France, Italy and Belgium acted to halt the use of hydroxychloroquine to treat patients suffering from Covid-19, the illness caused by the new coronavirus, amid questions about the safety of the generic anti-malaria drug.
Yesterday France cancelled a decree allowing hospital doctors to dispense the medicine, while the Italian Medicine Agency (AIFA) suspended authorisation to use hydroxychloroquine for Covid-19 outside clinical trials.
Belgium’s medicine agency warned against using the drug to treat the virus any more except within ongoing clinical registered trials.
It said trials aiming to evaluate the drug should also take potential risks into consideration.
The sudden changes highlight the challenge for governments as they scramble to find ways to treat patients and control a virus that has spread rapidly around the world over the past three months, killing more than 350,000 and infecting millions.

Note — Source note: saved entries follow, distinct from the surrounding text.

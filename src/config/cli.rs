use crate::core::Storage;
use crate::utils::error::Result;
use std::path::Path;

/// Filesystem storage rooted at `base_path`. Absolute paths bypass the root.
#[derive(Debug, Clone)]
pub struct LocalStorage {
    base_path: String,
}

impl LocalStorage {
    pub fn new(base_path: String) -> Self {
        Self { base_path }
    }
}

impl Storage for LocalStorage {
    async fn read_file(&self, path: &str) -> Result<Vec<u8>> {
        let full_path = Path::new(&self.base_path).join(path);
        let data = tokio::fs::read(full_path).await?;
        Ok(data)
    }

    async fn write_file(&self, path: &str, data: &[u8]) -> Result<()> {
        let full_path = Path::new(&self.base_path).join(path);

        if let Some(parent) = full_path.parent() {
            tokio::fs::create_dir_all(parent).await?;
        }

        tokio::fs::write(full_path, data).await?;
        Ok(())
    }
}
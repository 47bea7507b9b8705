use crate::core::catalog::InventorySummary;
use crate::core::format::{format_area, format_currency};
use crate::core::pricing::InterestSchedule;
use crate::core::{Lot, PlanBreakdown, Quote};
use std::fmt::Write;

pub fn render_lot_table(lots: &[&Lot]) -> String {
    let width = lots
        .iter()
        .map(|lot| lot.identifier.chars().count())
        .max()
        .unwrap_or(0)
        .max("Lote".len());

    let mut out = String::new();
    let _ = writeln!(out, "{:>5}  {:<width$}  {:>10}  Status", "ID", "Lote", "Área (m²)");
    for lot in lots {
        let _ = writeln!(
            out,
            "{:>5}  {:<width$}  {:>10}  {}",
            lot.id,
            lot.identifier,
            format_area(lot.area),
            lot.status
        );
    }
    out
}

pub fn render_summary(summary: &InventorySummary) -> String {
    format!(
        "Disponíveis: {} | Vendidos: {} | Total: {}",
        summary.available, summary.sold, summary.total
    )
}

pub fn render_terms() -> String {
    let mut out = String::from("Prazo (meses)  Juros totais\n");
    for (term, percent) in InterestSchedule::TABLE {
        let _ = writeln!(out, "{:>13}  {:>11}%", term, percent);
    }
    out
}

pub fn render_quote(lot: &Lot, quote: &Quote) -> String {
    let mut out = String::new();
    let _ = writeln!(out, "{} ({} m²)", lot.identifier, format_area(lot.area));
    let _ = writeln!(out, "Valor do m²: R$ {}", format_currency(quote.unit_price));
    let _ = writeln!(out, "Valor base: R$ {}", format_currency(quote.base_value));
    match quote.breakdown {
        PlanBreakdown::Cash { discount_percent } => {
            let _ = writeln!(out, "Desconto: {}%", discount_percent);
            let _ = writeln!(out, "Valor final: R$ {}", format_currency(quote.final_value));
        }
        PlanBreakdown::Installment {
            term_months,
            interest_percent,
            installment_value,
        } => {
            let _ = writeln!(out, "Prazo: {} meses", term_months);
            let _ = writeln!(out, "Juros: {}%", interest_percent);
            let _ = writeln!(
                out,
                "Valor total a prazo: R$ {}",
                format_currency(quote.final_value)
            );
            let _ = writeln!(
                out,
                "Parcela mensal: R$ {}",
                format_currency(installment_value)
            );
        }
    }
    out
}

It also illustrates at least a temporary about-face for regulators on a drug that at the outset of the pandemic had been seen as a promising treatment option.
The moves by three of the countries hardest hit by coronavirus infections and deaths follow a World Health Organisation (WHO) decision on Monday to pause a trial of hydroxychloroquine due to safety concerns.

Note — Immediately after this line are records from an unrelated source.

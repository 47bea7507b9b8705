use crate::adapters::decode_inventory;
use crate::core::{ConfigProvider, InventorySource, Lot};
use crate::utils::error::{LotError, Result};
use async_trait::async_trait;
use reqwest::header::{HeaderMap, HeaderName, HeaderValue};
use reqwest::Client;

/// Fetches the inventory as a JSON array from the configured endpoint.
pub struct HttpInventory<C: ConfigProvider> {
    config: C,
    client: Client,
}

impl<C: ConfigProvider> HttpInventory<C> {
    pub fn new(config: C) -> Result<Self> {
        let mut headers = HeaderMap::new();
        for (name, value) in config.headers() {
            let header_name =
                HeaderName::from_bytes(name.as_bytes()).map_err(|e| LotError::InvalidConfigValueError {
                    field: "source.headers".to_string(),
                    value: name.clone(),
                    reason: e.to_string(),
                })?;
            let header_value =
                HeaderValue::from_str(value).map_err(|e| LotError::InvalidConfigValueError {
                    field: format!("source.headers.{}", name),
                    value: value.clone(),
                    reason: e.to_string(),
                })?;
            headers.insert(header_name, header_value);
        }

        let client = Client::builder()
            .timeout(config.timeout())
            .default_headers(headers)
            .build()?;

        Ok(Self { config, client })
    }
}

#[async_trait]
impl<C: ConfigProvider> InventorySource for HttpInventory<C> {
    async fn load(&self) -> Result<Vec<Lot>> {
        tracing::debug!("Making API request to: {}", self.config.endpoint());
        let response = self.client.get(self.config.endpoint()).send().await?;

        tracing::debug!("API response status: {}", response.status());

        if !response.status().is_success() {
            return Err(LotError::SourceError {
                message: format!(
                    "{} answered with status {}",
                    self.config.endpoint(),
                    response.status()
                ),
            });
        }

        let json_data: serde_json::Value = response.json().await?;
        decode_inventory(json_data)
    }
}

France’s cancellation, which effectively bans the drug for Covid-19, was confirmed by the health ministry.
It did not refer to the WHO suspension.
France in March allowed the use of hydroxychloroquine – which beyond malaria is approved to treat lupus and rheumatoid arthritis – in specific situations for hospital treatment of Covid-19.
The US has issued an emergency authorisation for the drug promoted by US President Donald Trump, among others, as a possible coronavirus antidote.

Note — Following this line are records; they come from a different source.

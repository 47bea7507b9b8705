use crate::domain::model::Money;

/// Renders `value` the pt-BR way: `.` groups thousands, `,` precedes the two
/// centavo digits. No rounding happens here.
pub fn format_currency(value: Money) -> String {
    let centavos = value.centavos();
    let magnitude = centavos.unsigned_abs();
    let digits = (magnitude / 100).to_string();

    let mut out = String::with_capacity(digits.len() + digits.len() / 3 + 4);
    if centavos < 0 {
        out.push('-');
    }
    for (i, ch) in digits.chars().enumerate() {
        if i > 0 && (digits.len() - i) % 3 == 0 {
            out.push('.');
        }
        out.push(ch);
    }
    out.push_str(&format!(",{:02}", magnitude % 100));
    out
}

/// Square meters as delivered, with a decimal comma. Not rounded.
pub fn format_area(area: f64) -> String {
    area.to_string().replace('.', ",")
}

British medical journal The Lancet has reported patients getting hydroxychloroquine had increased death rates and irregular heartbeats, adding to several disappointing results for the drug as a Covid-19 option.
Italian health authorities concluded that the risks, coupled with little evidence hydroxychloroquine was beneficial against Covid-19, merited a ban outside of clinical trials.
“New clinical evidence on the use of hydroxychloroquine in subjects with Sars-CoV-2 infection ... indicates an increased risk for adverse reactions with little or no benefit,” AIFA said, using the full name of the disease.
The WHO said that a safety panel would act by mid-June to evaluate the drug’s use in its multi-country trial of potential Covid-19 treatments.
Germany is looking at The Lancet study and the WHO’s decision but has not made any decision about hydroxychloroquine, a spokeswoman for its drugs regulator said.
No vaccine or treatment has been approved for Covid-19.
In France, a infectious disease specialist has insisted that he has successfully treated some 4,000 patients by using hydroxychloroquine with the antibiotic azithromycin.
The doctor, Didier Raoult, has caught the ear of Trump, who stunned his own administration last week by revealing he was taking hydroxychloroquine as a preventive measure against Covid-19.
Raoult has already rejected a comprehensive study published last week in The Lancet medical journal, which found that administering hydroxychloroquine or its related compound chloroquine actually increased the risk of dying for many patients.
Under the new French rules, the drug should be used only in clinical trials.
Its use is not prohibited outright, and doctors working in hospitals would still be able to prescribe it off-label as a coronavirus treatment.
“In fact, it means that you’re not allowed to recommend it, but I have never recommended it – I have said what I was going to do,” Raoult told Sud Radio of the government intervention yesterday.
“I don’t think this changes anything much, especially since there are not that many Covid-19 cases left,” he said.
His clinic, meanwhile, told AFP it would “continue treating patients with the most appropriate treatment”.
It was not the first provocative statement from Raoult, whose defiant stance has made him a mainstay in the French media, about a disease that has caused more than 28,000 deaths in France in a matter of months.
In April, health officials denounced his claim that the outbreak was easing, which according to Raoult proved that “it’s a fairly commonplace” respiratory disease.
Hydroxychloroquine, also used to treat malaria, is sold under the brand name Plaquenil by French pharma giant Sanofi, which promised to offer governments millions of doses if studies proved that it could be safely used in the coronavirus fight.
It has long been known to produce serious side effects, including heart arrhythmia, in some people.
US regulators have also advised against taking the drug because of health risks, but that has not deterred Trump, who said last week that “I’ve heard a lot of good stories” about its potential in the coronavirus fight.
Brazil’s President Jair Bolsonaro is also promoting hydroxychloroquine, and the country’s health ministry said on Monday that it would keep recommending it despite the WHO suspending trials.